%%
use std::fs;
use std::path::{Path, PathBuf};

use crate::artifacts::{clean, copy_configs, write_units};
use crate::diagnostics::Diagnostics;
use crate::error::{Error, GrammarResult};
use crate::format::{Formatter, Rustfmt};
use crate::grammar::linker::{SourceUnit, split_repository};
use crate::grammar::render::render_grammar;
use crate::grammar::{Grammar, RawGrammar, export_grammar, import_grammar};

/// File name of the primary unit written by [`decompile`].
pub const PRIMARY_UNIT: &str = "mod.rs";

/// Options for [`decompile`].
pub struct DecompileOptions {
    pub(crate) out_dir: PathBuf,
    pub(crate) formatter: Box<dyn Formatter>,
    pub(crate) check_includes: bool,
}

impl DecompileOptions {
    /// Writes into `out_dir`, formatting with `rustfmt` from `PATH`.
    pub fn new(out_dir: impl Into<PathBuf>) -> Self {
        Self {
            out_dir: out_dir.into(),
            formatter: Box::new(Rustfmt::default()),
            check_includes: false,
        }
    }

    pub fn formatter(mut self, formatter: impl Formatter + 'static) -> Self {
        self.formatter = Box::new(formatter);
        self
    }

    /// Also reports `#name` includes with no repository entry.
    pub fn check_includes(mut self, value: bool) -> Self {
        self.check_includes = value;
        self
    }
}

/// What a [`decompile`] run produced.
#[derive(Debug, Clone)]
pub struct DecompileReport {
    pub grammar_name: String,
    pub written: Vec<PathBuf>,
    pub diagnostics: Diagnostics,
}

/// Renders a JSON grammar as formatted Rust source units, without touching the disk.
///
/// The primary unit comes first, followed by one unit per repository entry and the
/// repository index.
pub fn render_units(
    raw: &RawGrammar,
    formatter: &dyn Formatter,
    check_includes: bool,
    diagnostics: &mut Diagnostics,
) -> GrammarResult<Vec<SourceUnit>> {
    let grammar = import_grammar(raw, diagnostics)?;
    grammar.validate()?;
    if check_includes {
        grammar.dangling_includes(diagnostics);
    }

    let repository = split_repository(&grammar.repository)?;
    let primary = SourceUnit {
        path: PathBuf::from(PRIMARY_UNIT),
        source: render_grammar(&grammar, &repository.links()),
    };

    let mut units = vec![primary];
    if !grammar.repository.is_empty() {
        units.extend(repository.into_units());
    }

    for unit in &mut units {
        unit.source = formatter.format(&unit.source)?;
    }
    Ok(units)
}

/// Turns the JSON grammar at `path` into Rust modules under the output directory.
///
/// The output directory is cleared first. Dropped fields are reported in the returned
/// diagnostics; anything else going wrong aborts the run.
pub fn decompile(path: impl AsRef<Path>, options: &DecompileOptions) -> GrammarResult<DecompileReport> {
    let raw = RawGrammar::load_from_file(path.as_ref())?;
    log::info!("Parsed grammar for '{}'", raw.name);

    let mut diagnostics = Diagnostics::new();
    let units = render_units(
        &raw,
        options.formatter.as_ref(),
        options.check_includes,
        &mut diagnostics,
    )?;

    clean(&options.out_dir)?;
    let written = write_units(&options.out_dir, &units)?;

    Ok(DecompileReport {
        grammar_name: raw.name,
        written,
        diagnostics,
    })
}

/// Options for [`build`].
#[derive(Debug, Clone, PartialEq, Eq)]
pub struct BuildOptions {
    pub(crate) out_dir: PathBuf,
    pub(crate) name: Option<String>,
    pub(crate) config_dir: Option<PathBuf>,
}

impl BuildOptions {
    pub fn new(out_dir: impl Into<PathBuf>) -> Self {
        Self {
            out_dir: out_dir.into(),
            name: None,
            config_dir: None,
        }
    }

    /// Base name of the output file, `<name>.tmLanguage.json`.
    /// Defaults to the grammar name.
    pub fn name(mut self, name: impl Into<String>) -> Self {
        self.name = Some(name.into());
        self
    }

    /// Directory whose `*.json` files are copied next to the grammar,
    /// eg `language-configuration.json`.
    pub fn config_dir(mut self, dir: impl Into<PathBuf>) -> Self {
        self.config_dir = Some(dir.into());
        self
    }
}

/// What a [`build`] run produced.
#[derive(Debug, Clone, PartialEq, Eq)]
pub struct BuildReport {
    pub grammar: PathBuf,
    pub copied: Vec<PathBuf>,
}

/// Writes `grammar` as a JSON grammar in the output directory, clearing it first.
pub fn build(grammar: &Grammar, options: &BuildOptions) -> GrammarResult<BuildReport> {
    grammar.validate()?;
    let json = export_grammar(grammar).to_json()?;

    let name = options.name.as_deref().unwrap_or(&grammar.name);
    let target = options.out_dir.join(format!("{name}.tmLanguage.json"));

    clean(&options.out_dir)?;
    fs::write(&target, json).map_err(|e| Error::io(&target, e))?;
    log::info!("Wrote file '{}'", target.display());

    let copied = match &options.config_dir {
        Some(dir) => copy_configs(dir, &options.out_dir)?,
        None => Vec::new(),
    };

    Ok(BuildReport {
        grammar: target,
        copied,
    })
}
%%
EXERCISE REQUIREMENTS ▸
Among the lines above, return each one holding the string "bool".

EXERCISE ANSWER ▸
    pub(crate) check_includes: bool,
    pub fn check_includes(mut self, value: bool) -> Self {
    check_includes: bool,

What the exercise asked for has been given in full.